use indexmap::IndexMap;
use serde::{Deserialize, Serialize};
use tracing::debug;

use super::codec::slugify;
use super::motorisation::{dedup_motorisations, Motorisation};
use super::names::clean_name;
use super::vehicle::VehicleRecord;

/// Bucket key. Model is raw in the first pass, cleaned in the merge pass.
#[derive(Debug, Clone, PartialEq, Eq, Hash)]
pub struct GroupKey {
    pub brand: String,
    pub model: String,
}

#[derive(Debug, Clone, PartialEq, Serialize, Deserialize)]
#[serde(rename_all = "camelCase")]
pub struct Product {
    pub brand: String,
    pub brand_slug: String,
    pub model: String,
    pub model_slug: String,
    pub motorisations: Vec<Motorisation>,
}

impl Product {
    pub fn new(brand: &str, model: &str, motorisations: Vec<Motorisation>) -> Self {
        Product {
            brand: brand.to_string(),
            brand_slug: slugify(brand),
            model: model.to_string(),
            model_slug: slugify(model),
            motorisations,
        }
    }

    fn rename_model(&mut self, model: &str) {
        self.model = model.to_string();
        self.model_slug = slugify(model);
    }
}

/// Records bucketed by (brand, raw model), in first-seen order.
pub struct RawGroups<'a> {
    pub buckets: IndexMap<GroupKey, Vec<&'a VehicleRecord>>,
    pub skipped: usize,
}

/// First pass. Records without a brand or model are left out and counted.
pub fn group_by_raw_model(records: &[VehicleRecord]) -> RawGroups<'_> {
    let mut buckets: IndexMap<GroupKey, Vec<&VehicleRecord>> = IndexMap::new();
    let mut skipped = 0;

    for (idx, record) in records.iter().enumerate() {
        let Some((brand, model)) = record.identity() else {
            debug!(record = idx, "Skipping vehicle without make/model");
            skipped += 1;
            continue;
        };
        let key = GroupKey {
            brand: brand.to_string(),
            model: model.to_string(),
        };
        buckets.entry(key).or_default().push(record);
    }

    RawGroups { buckets, skipped }
}

/// One preliminary product per raw bucket, motorisations normalized and deduplicated.
pub fn build_preliminary(buckets: &IndexMap<GroupKey, Vec<&VehicleRecord>>) -> Vec<Product> {
    buckets
        .iter()
        .map(|(key, records)| {
            let motorisations =
                dedup_motorisations(records.iter().map(|r| Motorisation::from_record(r)));
            Product::new(&key.brand, &key.model, motorisations)
        })
        .collect()
}

/// Second pass: products whose models only differ by a parenthesized
/// annotation collapse into one, named after the cleaned model.
pub fn merge_by_clean_model(products: Vec<Product>) -> Vec<Product> {
    let mut buckets: IndexMap<GroupKey, Vec<Product>> = IndexMap::new();
    for product in products {
        let key = GroupKey {
            brand: product.brand.clone(),
            model: clean_name(&product.model),
        };
        buckets.entry(key).or_default().push(product);
    }

    buckets
        .into_iter()
        .filter_map(|(key, members)| merge_bucket(&key, members))
        .collect()
}

fn merge_bucket(key: &GroupKey, members: Vec<Product>) -> Option<Product> {
    let mut members = members.into_iter();
    let mut base = members.next()?;
    base.rename_model(&key.model);

    let siblings: Vec<Product> = members.collect();
    if !siblings.is_empty() {
        debug!(
            brand = %key.brand,
            model = %key.model,
            merged = siblings.len() + 1,
            "Merging model variants"
        );
        // Dedup across the union: variants distinct within one source may collide here.
        let combined = std::mem::take(&mut base.motorisations)
            .into_iter()
            .chain(siblings.into_iter().flat_map(|p| p.motorisations));
        base.motorisations = dedup_motorisations(combined);
    }
    Some(base)
}
use std::path::PathBuf;

use thiserror::Error;

/// Failures at the file boundary. These abort the run; field-level problems
/// inside a record never surface here.
#[derive(Debug, Error)]
pub enum CatalogError {
    #[error("ingestion: cannot read {}", .path.display())]
    Read {
        path: PathBuf,
        #[source]
        source: std::io::Error,
    },

    #[error("ingestion: {} is not valid JSON", .path.display())]
    Parse {
        path: PathBuf,
        #[source]
        source: serde_json::Error,
    },

    #[error("ingestion: unexpected shape in {}: {}", .path.display(), .reason)]
    Shape { path: PathBuf, reason: String },

    #[error("output: cannot write {}", .path.display())]
    Write {
        path: PathBuf,
        #[source]
        source: std::io::Error,
    },

    #[error("output: cannot serialize {}", .path.display())]
    Serialize {
        path: PathBuf,
        #[source]
        source: serde_json::Error,
    },
}
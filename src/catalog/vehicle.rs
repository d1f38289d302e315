use serde::{Deserialize, Deserializer};
use serde_json::{Map, Value};

/// One row of the vendor fitment list.
///
/// Every field is optional on the wire; a value of the wrong JSON type reads
/// as absent rather than failing the whole file.
#[derive(Debug, Clone, Default, Deserialize)]
#[serde(rename_all = "camelCase")]
pub struct VehicleRecord {
    #[serde(default, deserialize_with = "lenient_text")]
    pub make: Option<String>,
    #[serde(default, deserialize_with = "lenient_text")]
    pub model: Option<String>,
    #[serde(default, rename = "type", deserialize_with = "lenient_text")]
    pub variant: Option<String>,
    #[serde(default, deserialize_with = "lenient_text")]
    pub fuel_type: Option<String>,
    #[serde(default, deserialize_with = "lenient_text")]
    pub date_from: Option<String>,
    #[serde(default, deserialize_with = "lenient_text")]
    pub date_to: Option<String>,
    #[serde(default, deserialize_with = "lenient_object")]
    pub batteries: Map<String, Value>,
}

impl VehicleRecord {
    /// Trimmed brand, or `None` when missing or blank.
    pub fn brand(&self) -> Option<&str> {
        non_blank(self.make.as_deref())
    }

    /// Trimmed raw model name, or `None` when missing or blank.
    pub fn model_name(&self) -> Option<&str> {
        non_blank(self.model.as_deref())
    }

    /// (brand, model) pair used for grouping. Records without one are dropped.
    pub fn identity(&self) -> Option<(&str, &str)> {
        Some((self.brand()?, self.model_name()?))
    }
}

fn non_blank(value: Option<&str>) -> Option<&str> {
    value.map(str::trim).filter(|s| !s.is_empty())
}

fn lenient_text<'de, D>(deserializer: D) -> Result<Option<String>, D::Error>
where
    D: Deserializer<'de>,
{
    Ok(match Value::deserialize(deserializer)? {
        Value::String(s) => Some(s),
        _ => None,
    })
}

fn lenient_object<'de, D>(deserializer: D) -> Result<Map<String, Value>, D::Error>
where
    D: Deserializer<'de>,
{
    Ok(match Value::deserialize(deserializer)? {
        Value::Object(map) => map,
        _ => Map::new(),
    })
}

○ ○ ○ ○

> _DIRECTIONS FOR THIS TASK_:
Each entry above has to be duplicated exactly as it stands.

> _THE ANSWER_:
use indexmap::IndexMap;
use serde::{Deserialize, Serialize};
use tracing::debug;

use super::codec::slugify;
use super::motorisation::{dedup_motorisations, Motorisation};
use super::names::clean_name;
use super::vehicle::VehicleRecord;

/// Bucket key. Model is raw in the first pass, cleaned in the merge pass.
#[derive(Debug, Clone, PartialEq, Eq, Hash)]
pub struct GroupKey {
    pub brand: String,
    pub model: String,
}

#[derive(Debug, Clone, PartialEq, Serialize, Deserialize)]
#[serde(rename_all = "camelCase")]
pub struct Product {
    pub brand: String,
    pub brand_slug: String,
    pub model: String,
    pub model_slug: String,
    pub motorisations: Vec<Motorisation>,
}

impl Product {
    pub fn new(brand: &str, model: &str, motorisations: Vec<Motorisation>) -> Self {
        Product {
            brand: brand.to_string(),
            brand_slug: slugify(brand),
            model: model.to_string(),
            model_slug: slugify(model),
            motorisations,
        }
    }

    fn rename_model(&mut self, model: &str) {
        self.model = model.to_string();
        self.model_slug = slugify(model);
    }
}

/// Records bucketed by (brand, raw model), in first-seen order.
pub struct RawGroups<'a> {
    pub buckets: IndexMap<GroupKey, Vec<&'a VehicleRecord>>,
    pub skipped: usize,
}

/// First pass. Records without a brand or model are left out and counted.
pub fn group_by_raw_model(records: &[VehicleRecord]) -> RawGroups<'_> {
    let mut buckets: IndexMap<GroupKey, Vec<&VehicleRecord>> = IndexMap::new();
    let mut skipped = 0;

    for (idx, record) in records.iter().enumerate() {
        let Some((brand, model)) = record.identity() else {
            debug!(record = idx, "Skipping vehicle without make/model");
            skipped += 1;
            continue;
        };
        let key = GroupKey {
            brand: brand.to_string(),
            model: model.to_string(),
        };
        buckets.entry(key).or_default().push(record);
    }

    RawGroups { buckets, skipped }
}

/// One preliminary product per raw bucket, motorisations normalized and deduplicated.
pub fn build_preliminary(buckets: &IndexMap<GroupKey, Vec<&VehicleRecord>>) -> Vec<Product> {
    buckets
        .iter()
        .map(|(key, records)| {
            let motorisations =
                dedup_motorisations(records.iter().map(|r| Motorisation::from_record(r)));
            Product::new(&key.brand, &key.model, motorisations)
        })
        .collect()
}

/// Second pass: products whose models only differ by a parenthesized
/// annotation collapse into one, named after the cleaned model.
pub fn merge_by_clean_model(products: Vec<Product>) -> Vec<Product> {
    let mut buckets: IndexMap<GroupKey, Vec<Product>> = IndexMap::new();
    for product in products {
        let key = GroupKey {
            brand: product.brand.clone(),
            model: clean_name(&product.model),
        };
        buckets.entry(key).or_default().push(product);
    }

    buckets
        .into_iter()
        .filter_map(|(key, members)| merge_bucket(&key, members))
        .collect()
}

fn merge_bucket(key: &GroupKey, members: Vec<Product>) -> Option<Product> {
    let mut members = members.into_iter();
    let mut base = members.next()?;
    base.rename_model(&key.model);

    let siblings: Vec<Product> = members.collect();
    if !siblings.is_empty() {
        debug!(
            brand = %key.brand,
            model = %key.model,
            merged = siblings.len() + 1,
            "Merging model variants"
        );
        // Dedup across the union: variants distinct within one source may collide here.
        let combined = std::mem::take(&mut base.motorisations)
            .into_iter()
            .chain(siblings.into_iter().flat_map(|p| p.motorisations));
        base.motorisations = dedup_motorisations(combined);
    }
    Some(base)
}
use std::path::PathBuf;

use thiserror::Error;

/// Failures at the file boundary. These abort the run; field-level problems
/// inside a record never surface here.
#[derive(Debug, Error)]
pub enum CatalogError {
    #[error("ingestion: cannot read {}", .path.display())]
    Read {
        path: PathBuf,
        #[source]
        source: std::io::Error,
    },

    #[error("ingestion: {} is not valid JSON", .path.display())]
    Parse {
        path: PathBuf,
        #[source]
        source: serde_json::Error,
    },

    #[error("ingestion: unexpected shape in {}: {}", .path.display(), .reason)]
    Shape { path: PathBuf, reason: String },

    #[error("output: cannot write {}", .path.display())]
    Write {
        path: PathBuf,
        #[source]
        source: std::io::Error,
    },

    #[error("output: cannot serialize {}", .path.display())]
    Serialize {
        path: PathBuf,
        #[source]
        source: serde_json::Error,
    },
}
filename src/catalog/vehicle.rs
repository d1f38289d302e315
use serde::{Deserialize, Deserializer};
use serde_json::{Map, Value};

/// One row of the vendor fitment list.
///
/// Every field is optional on the wire; a value of the wrong JSON type reads
/// as absent rather than failing the whole file.
#[derive(Debug, Clone, Default, Deserialize)]
#[serde(rename_all = "camelCase")]
pub struct VehicleRecord {
    #[serde(default, deserialize_with = "lenient_text")]
    pub make: Option<String>,
    #[serde(default, deserialize_with = "lenient_text")]
    pub model: Option<String>,
    #[serde(default, rename = "type", deserialize_with = "lenient_text")]
    pub variant: Option<String>,
    #[serde(default, deserialize_with = "lenient_text")]
    pub fuel_type: Option<String>,
    #[serde(default, deserialize_with = "lenient_text")]
    pub date_from: Option<String>,
    #[serde(default, deserialize_with = "lenient_text")]
    pub date_to: Option<String>,
    #[serde(default, deserialize_with = "lenient_object")]
    pub batteries: Map<String, Value>,
}

impl VehicleRecord {
    /// Trimmed brand, or `None` when missing or blank.
    pub fn brand(&self) -> Option<&str> {
        non_blank(self.make.as_deref())
    }

    /// Trimmed raw model name, or `None` when missing or blank.
    pub fn model_name(&self) -> Option<&str> {
        non_blank(self.model.as_deref())
    }

    /// (brand, model) pair used for grouping. Records without one are dropped.
    pub fn identity(&self) -> Option<(&str, &str)> {
        Some((self.brand()?, self.model_name()?))
    }
}

fn non_blank(value: Option<&str>) -> Option<&str> {
    value.map(str::trim).filter(|s| !s.is_empty())
}

fn lenient_text<'de, D>(deserializer: D) -> Result<Option<String>, D::Error>
where
    D: Deserializer<'de>,
{
    Ok(match Value::deserialize(deserializer)? {
        Value::String(s) => Some(s),
        _ => None,
    })
}

fn lenient_object<'de, D>(deserializer: D) -> Result<Map<String, Value>, D::Error>
where
    D: Deserializer<'de>,
{
    Ok(match Value::deserialize(deserializer)? {
        Value::Object(map) => map,
        _ => Map::new(),
    })
}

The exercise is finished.